(Record extracts begins)
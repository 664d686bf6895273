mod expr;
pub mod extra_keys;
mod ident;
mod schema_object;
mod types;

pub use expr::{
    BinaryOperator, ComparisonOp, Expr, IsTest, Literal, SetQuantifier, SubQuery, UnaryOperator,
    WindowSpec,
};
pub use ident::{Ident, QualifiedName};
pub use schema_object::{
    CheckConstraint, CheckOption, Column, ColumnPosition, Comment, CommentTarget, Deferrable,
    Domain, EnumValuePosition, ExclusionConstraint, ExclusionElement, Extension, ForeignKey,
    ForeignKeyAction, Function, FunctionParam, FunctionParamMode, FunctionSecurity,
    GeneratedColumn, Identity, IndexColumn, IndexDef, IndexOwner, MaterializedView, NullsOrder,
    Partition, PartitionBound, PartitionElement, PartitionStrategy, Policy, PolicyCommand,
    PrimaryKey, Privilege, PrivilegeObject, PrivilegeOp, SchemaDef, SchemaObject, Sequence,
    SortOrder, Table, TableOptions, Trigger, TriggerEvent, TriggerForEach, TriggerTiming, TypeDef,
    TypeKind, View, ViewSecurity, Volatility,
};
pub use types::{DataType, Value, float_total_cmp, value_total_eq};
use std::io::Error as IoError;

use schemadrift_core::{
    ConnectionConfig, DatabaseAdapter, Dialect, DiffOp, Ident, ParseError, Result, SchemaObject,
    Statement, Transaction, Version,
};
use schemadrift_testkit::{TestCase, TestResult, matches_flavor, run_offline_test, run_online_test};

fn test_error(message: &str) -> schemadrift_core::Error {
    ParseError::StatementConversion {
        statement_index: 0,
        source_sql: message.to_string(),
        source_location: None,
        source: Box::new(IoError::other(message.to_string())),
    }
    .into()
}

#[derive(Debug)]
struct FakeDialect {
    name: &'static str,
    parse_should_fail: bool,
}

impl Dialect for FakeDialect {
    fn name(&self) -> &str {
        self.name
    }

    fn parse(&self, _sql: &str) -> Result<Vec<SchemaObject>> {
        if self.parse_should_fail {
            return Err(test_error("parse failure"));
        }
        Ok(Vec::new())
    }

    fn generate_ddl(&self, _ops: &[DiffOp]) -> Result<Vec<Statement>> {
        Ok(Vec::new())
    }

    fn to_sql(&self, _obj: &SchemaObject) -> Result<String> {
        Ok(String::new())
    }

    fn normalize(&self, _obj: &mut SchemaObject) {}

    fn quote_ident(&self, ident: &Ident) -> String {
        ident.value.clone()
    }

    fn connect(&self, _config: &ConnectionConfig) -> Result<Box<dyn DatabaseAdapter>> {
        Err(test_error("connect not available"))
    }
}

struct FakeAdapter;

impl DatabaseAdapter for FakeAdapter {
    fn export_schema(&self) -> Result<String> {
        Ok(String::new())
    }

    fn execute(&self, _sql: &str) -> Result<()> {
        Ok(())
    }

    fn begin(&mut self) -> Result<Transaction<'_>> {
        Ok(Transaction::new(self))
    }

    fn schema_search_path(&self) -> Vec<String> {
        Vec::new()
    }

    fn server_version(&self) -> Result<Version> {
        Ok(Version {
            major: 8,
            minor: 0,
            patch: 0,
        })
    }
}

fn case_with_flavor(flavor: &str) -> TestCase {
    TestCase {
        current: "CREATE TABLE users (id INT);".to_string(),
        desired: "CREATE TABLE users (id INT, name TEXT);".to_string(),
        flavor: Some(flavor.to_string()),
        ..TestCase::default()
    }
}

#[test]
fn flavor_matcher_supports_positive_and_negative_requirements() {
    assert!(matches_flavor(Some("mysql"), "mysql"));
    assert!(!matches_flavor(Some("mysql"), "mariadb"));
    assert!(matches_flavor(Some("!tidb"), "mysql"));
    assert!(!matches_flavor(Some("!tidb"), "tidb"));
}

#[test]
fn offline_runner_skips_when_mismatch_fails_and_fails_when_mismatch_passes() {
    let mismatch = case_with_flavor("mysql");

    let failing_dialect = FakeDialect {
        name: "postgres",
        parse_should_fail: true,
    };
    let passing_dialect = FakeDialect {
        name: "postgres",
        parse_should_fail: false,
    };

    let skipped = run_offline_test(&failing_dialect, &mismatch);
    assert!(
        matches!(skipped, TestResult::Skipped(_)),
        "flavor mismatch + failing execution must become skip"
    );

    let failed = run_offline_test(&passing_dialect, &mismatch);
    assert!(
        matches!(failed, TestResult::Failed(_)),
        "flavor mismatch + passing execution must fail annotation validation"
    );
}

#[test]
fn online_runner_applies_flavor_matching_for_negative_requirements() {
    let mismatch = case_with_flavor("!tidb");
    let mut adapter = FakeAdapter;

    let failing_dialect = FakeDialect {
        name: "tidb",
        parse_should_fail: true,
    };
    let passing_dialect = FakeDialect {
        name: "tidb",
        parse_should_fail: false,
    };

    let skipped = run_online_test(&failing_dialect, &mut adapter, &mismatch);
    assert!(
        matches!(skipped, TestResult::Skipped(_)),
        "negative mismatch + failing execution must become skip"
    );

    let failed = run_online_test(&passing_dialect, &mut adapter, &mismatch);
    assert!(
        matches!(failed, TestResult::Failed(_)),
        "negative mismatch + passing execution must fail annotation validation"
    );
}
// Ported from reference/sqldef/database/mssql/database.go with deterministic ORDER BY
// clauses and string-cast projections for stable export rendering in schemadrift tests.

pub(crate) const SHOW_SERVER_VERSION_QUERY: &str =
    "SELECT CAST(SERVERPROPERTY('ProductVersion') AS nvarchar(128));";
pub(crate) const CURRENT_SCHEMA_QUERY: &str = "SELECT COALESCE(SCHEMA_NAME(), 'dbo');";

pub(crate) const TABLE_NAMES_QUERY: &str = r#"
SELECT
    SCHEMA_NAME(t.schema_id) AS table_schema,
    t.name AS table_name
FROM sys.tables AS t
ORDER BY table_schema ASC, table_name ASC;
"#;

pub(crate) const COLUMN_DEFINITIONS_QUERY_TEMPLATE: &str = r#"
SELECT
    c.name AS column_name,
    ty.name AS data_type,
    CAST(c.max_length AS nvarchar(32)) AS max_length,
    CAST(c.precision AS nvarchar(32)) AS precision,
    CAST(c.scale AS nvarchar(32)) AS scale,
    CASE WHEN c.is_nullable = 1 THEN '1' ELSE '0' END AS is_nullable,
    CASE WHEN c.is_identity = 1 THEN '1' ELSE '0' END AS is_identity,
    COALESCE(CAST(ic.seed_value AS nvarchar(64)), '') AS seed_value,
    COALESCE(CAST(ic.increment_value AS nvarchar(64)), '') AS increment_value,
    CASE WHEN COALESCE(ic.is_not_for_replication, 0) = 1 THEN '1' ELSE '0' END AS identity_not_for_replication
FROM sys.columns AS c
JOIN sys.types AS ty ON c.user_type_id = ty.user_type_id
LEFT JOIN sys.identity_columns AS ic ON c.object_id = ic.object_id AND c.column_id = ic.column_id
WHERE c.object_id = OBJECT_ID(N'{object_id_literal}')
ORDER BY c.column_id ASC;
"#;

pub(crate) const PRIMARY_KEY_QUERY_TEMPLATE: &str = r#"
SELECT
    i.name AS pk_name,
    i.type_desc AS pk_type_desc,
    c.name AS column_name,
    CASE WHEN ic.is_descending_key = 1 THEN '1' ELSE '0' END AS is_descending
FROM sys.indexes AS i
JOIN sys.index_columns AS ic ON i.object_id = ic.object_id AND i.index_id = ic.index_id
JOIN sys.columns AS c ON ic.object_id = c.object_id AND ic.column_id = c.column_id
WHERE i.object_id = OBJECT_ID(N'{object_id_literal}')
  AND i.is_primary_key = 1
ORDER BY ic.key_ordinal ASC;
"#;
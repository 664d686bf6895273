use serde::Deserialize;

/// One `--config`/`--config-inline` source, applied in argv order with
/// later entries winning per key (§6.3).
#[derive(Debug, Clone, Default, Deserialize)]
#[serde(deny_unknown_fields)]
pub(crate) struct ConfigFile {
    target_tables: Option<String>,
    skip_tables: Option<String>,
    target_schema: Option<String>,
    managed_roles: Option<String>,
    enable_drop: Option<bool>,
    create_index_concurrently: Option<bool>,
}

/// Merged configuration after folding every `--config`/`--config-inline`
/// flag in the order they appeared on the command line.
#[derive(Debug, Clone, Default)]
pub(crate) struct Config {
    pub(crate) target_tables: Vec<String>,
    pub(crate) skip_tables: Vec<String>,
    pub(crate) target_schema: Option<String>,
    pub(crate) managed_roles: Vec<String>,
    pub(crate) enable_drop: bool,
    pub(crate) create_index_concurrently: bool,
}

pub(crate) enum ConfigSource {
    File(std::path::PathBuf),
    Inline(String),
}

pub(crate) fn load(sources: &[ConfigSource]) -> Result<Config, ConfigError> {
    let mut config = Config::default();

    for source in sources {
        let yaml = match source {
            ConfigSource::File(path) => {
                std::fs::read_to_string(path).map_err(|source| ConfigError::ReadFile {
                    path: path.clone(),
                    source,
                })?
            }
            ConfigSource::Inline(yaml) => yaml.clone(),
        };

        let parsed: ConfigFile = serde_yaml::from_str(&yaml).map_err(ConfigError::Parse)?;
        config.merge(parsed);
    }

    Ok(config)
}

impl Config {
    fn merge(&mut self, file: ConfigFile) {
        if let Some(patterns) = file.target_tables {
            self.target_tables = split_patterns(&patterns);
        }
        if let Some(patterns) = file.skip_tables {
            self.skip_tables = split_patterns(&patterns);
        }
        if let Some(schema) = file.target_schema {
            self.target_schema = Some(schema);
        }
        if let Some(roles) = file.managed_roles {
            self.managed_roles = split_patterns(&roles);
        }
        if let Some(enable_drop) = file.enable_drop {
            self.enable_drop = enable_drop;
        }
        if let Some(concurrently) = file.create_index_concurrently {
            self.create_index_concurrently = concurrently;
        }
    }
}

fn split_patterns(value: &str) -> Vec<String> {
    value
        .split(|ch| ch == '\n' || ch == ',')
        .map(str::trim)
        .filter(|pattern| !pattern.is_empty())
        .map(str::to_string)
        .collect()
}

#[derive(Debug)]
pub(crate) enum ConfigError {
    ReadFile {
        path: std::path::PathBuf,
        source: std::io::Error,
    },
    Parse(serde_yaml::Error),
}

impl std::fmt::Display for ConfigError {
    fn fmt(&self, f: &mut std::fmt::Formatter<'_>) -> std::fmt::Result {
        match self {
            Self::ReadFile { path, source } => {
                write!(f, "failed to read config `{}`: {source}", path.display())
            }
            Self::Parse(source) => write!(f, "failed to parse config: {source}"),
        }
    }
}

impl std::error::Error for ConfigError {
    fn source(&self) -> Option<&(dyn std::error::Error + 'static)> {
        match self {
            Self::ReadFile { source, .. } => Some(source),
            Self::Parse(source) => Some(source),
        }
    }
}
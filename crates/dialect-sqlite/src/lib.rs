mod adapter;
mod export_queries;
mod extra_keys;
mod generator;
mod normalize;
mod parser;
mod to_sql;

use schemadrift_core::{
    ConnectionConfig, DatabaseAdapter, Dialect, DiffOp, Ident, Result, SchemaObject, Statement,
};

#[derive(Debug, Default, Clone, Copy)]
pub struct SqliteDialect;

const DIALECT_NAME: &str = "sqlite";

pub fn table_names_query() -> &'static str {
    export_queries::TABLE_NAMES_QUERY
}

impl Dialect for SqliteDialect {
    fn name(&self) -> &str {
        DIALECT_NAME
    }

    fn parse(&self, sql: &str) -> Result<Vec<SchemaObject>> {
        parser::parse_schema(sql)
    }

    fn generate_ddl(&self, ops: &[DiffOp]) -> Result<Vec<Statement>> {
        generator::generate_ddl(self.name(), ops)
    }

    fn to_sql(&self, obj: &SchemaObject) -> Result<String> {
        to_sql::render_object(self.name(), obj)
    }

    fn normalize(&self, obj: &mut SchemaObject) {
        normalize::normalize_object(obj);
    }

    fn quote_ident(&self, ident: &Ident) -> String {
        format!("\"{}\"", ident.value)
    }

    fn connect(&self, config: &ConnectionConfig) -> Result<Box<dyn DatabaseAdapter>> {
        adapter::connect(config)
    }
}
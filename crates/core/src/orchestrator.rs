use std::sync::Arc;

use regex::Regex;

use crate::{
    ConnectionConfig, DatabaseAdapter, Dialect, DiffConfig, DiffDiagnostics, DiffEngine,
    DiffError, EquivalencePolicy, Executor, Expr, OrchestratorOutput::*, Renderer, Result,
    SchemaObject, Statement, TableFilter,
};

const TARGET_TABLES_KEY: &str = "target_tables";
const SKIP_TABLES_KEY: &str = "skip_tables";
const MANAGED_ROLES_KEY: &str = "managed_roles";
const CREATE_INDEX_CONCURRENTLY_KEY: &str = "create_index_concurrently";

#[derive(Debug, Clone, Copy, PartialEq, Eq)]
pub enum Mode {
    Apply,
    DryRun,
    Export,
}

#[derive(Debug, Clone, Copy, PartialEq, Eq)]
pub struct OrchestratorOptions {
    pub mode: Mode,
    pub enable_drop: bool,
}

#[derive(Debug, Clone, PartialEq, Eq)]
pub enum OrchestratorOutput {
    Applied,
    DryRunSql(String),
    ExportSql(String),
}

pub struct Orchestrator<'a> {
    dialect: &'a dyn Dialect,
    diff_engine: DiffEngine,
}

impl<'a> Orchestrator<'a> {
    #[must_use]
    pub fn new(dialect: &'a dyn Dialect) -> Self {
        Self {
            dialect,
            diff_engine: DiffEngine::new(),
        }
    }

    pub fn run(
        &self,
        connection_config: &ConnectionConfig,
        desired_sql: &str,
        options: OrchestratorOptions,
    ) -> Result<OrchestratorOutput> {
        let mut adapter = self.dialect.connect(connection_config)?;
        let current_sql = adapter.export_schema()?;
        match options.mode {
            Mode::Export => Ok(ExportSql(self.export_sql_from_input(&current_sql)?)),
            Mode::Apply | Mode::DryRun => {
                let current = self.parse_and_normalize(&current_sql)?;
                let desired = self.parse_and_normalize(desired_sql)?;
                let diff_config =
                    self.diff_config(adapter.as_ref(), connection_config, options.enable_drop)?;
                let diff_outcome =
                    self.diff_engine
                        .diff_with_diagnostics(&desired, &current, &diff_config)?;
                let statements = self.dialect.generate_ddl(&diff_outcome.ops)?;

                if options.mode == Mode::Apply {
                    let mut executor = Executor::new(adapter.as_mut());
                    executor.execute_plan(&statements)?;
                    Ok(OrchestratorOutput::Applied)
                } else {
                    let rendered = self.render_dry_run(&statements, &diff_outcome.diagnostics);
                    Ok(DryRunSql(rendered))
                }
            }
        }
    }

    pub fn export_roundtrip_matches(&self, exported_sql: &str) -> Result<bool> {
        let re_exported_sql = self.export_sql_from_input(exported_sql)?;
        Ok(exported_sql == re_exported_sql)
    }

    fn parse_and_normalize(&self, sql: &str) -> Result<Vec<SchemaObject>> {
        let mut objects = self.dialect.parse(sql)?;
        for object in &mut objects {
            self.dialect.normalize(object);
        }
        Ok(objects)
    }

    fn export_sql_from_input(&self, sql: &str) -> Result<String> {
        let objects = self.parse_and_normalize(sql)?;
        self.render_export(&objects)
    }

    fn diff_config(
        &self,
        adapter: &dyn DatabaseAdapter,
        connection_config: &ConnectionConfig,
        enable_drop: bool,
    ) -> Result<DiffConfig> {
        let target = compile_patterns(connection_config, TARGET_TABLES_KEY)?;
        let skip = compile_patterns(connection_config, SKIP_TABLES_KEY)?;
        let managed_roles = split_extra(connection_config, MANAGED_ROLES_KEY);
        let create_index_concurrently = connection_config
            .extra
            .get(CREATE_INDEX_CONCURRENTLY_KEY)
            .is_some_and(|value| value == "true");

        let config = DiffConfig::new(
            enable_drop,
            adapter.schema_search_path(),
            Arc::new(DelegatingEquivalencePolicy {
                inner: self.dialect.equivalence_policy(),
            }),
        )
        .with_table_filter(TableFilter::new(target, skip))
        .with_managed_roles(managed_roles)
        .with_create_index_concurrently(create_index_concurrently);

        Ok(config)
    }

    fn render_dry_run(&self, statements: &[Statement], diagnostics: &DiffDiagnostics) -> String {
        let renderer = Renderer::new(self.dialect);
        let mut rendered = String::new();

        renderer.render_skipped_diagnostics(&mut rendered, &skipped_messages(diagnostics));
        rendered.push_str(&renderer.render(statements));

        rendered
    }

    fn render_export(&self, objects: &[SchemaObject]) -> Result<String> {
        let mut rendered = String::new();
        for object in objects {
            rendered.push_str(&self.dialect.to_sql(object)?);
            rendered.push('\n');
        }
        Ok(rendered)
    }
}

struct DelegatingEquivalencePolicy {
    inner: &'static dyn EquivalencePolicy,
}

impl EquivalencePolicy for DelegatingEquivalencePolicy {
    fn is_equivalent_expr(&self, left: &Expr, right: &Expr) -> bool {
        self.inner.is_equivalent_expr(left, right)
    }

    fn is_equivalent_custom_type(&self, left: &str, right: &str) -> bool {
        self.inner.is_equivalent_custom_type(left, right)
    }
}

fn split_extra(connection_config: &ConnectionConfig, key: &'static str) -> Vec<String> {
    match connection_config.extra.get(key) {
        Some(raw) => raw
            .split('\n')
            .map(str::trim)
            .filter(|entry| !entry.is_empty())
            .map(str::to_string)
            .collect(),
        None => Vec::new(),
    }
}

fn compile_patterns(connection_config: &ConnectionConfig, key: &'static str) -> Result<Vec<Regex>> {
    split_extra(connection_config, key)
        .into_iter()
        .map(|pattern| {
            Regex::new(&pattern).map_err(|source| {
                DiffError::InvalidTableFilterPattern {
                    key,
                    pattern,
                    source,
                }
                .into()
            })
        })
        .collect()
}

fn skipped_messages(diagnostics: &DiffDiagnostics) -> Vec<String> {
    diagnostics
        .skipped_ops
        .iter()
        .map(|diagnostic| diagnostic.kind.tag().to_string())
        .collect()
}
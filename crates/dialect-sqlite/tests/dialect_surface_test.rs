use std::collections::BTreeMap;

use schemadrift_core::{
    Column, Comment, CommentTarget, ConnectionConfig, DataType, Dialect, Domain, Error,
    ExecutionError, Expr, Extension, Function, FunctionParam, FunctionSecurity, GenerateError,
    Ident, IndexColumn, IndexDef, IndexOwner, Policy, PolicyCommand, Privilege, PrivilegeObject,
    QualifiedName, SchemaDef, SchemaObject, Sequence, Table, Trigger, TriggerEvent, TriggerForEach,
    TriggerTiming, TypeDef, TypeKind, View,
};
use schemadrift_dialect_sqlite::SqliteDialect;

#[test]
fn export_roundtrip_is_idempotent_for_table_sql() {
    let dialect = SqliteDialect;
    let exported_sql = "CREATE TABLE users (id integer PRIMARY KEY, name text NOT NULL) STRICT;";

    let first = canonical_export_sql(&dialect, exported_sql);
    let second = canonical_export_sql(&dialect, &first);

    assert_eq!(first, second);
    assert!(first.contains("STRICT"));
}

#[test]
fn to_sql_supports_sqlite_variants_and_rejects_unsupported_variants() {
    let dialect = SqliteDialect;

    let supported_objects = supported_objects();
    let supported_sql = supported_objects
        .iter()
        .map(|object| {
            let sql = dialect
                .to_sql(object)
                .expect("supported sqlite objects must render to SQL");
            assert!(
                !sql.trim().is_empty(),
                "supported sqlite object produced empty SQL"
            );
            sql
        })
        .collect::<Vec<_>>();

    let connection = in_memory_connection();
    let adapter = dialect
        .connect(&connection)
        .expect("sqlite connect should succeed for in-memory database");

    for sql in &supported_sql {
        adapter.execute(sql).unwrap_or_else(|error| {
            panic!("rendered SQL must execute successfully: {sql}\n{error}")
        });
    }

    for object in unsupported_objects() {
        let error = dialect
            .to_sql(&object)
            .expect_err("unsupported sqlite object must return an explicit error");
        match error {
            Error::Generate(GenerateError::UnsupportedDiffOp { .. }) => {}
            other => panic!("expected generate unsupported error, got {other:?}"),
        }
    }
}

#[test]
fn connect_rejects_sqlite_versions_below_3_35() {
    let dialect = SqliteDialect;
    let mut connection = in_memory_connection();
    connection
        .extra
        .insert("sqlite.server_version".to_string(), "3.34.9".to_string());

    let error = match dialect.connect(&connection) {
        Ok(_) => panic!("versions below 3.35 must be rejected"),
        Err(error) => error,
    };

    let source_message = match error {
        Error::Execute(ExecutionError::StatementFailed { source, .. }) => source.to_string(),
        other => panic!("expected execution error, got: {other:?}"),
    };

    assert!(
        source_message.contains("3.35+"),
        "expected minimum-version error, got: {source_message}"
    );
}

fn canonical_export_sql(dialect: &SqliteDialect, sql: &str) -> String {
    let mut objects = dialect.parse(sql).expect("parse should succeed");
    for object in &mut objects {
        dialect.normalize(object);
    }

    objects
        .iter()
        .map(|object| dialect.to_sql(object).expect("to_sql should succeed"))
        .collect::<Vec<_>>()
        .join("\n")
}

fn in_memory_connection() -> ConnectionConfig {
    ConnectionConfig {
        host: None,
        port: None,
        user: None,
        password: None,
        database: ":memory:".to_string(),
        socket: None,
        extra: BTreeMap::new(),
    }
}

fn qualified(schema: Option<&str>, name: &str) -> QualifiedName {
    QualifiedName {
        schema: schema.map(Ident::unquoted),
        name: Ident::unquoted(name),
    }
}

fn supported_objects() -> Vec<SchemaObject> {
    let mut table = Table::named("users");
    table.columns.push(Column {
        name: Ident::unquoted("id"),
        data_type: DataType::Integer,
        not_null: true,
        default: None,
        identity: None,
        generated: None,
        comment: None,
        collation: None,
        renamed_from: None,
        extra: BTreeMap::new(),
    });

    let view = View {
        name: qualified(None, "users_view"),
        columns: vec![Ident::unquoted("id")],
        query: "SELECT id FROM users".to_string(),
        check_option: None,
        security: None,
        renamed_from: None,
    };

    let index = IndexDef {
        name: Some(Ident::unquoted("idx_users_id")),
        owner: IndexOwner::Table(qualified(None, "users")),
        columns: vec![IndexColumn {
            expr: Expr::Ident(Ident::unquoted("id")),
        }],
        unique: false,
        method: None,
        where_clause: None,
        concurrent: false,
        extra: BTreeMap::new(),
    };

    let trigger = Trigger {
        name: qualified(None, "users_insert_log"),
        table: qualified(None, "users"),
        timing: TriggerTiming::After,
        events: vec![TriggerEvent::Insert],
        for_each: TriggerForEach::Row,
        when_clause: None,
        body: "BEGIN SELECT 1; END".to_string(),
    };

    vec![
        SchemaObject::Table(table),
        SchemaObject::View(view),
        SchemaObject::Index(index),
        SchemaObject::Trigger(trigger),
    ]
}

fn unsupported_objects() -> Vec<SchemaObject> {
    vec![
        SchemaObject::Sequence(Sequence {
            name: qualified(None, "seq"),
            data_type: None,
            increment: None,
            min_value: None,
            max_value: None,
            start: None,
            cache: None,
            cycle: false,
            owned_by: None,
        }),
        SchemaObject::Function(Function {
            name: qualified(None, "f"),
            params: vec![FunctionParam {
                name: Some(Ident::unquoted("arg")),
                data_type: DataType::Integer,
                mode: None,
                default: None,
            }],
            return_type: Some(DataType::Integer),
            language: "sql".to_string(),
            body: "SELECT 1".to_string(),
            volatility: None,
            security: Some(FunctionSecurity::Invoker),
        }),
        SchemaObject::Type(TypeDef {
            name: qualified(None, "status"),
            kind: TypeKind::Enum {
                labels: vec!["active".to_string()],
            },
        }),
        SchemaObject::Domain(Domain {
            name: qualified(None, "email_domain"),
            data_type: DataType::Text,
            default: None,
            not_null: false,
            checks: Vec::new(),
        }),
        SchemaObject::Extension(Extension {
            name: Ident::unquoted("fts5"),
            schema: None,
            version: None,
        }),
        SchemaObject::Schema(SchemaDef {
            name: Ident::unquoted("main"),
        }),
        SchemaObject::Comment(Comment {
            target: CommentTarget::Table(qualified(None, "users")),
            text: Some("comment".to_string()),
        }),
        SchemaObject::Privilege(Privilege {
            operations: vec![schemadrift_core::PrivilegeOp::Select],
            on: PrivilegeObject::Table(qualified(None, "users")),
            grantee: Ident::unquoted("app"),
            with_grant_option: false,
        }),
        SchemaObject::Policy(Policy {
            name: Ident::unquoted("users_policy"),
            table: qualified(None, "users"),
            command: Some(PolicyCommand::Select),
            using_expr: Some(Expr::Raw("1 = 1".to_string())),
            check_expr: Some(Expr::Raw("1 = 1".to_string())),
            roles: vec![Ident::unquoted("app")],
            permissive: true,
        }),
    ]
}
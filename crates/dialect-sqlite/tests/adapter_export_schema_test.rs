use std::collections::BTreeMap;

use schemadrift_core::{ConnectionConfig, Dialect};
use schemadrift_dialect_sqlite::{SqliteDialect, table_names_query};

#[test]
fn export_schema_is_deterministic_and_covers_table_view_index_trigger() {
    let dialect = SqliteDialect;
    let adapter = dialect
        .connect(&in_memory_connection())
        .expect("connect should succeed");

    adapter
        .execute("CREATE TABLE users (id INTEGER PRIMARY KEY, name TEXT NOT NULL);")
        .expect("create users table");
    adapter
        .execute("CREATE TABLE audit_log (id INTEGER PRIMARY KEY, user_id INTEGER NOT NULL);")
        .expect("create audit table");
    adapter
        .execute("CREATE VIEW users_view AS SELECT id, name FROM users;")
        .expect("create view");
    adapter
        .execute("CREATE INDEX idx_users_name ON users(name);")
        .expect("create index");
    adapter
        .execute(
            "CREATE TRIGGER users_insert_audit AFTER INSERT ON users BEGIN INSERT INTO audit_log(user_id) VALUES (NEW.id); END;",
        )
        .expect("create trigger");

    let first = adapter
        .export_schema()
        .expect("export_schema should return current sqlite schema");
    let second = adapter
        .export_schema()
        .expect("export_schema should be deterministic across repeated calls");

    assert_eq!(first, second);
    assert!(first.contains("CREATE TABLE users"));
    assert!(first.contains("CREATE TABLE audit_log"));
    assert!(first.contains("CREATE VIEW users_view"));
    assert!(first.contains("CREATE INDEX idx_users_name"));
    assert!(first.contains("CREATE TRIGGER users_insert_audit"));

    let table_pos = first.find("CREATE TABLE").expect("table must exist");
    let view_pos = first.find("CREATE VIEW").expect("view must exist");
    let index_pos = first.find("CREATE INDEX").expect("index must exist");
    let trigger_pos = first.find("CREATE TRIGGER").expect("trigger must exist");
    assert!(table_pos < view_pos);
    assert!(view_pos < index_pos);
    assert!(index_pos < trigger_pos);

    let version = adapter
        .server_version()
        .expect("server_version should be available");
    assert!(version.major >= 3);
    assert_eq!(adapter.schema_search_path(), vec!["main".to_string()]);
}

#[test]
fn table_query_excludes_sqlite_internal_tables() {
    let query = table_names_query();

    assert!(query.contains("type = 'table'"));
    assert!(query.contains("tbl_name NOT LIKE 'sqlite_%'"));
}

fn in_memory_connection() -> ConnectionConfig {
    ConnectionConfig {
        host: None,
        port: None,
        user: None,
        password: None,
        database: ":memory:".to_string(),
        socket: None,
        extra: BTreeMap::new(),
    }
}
(Record extracts ends)
Task requirements | Your reply should be a single number: the count of lines above that contain the word "TestCase".

Solution for this problem | 4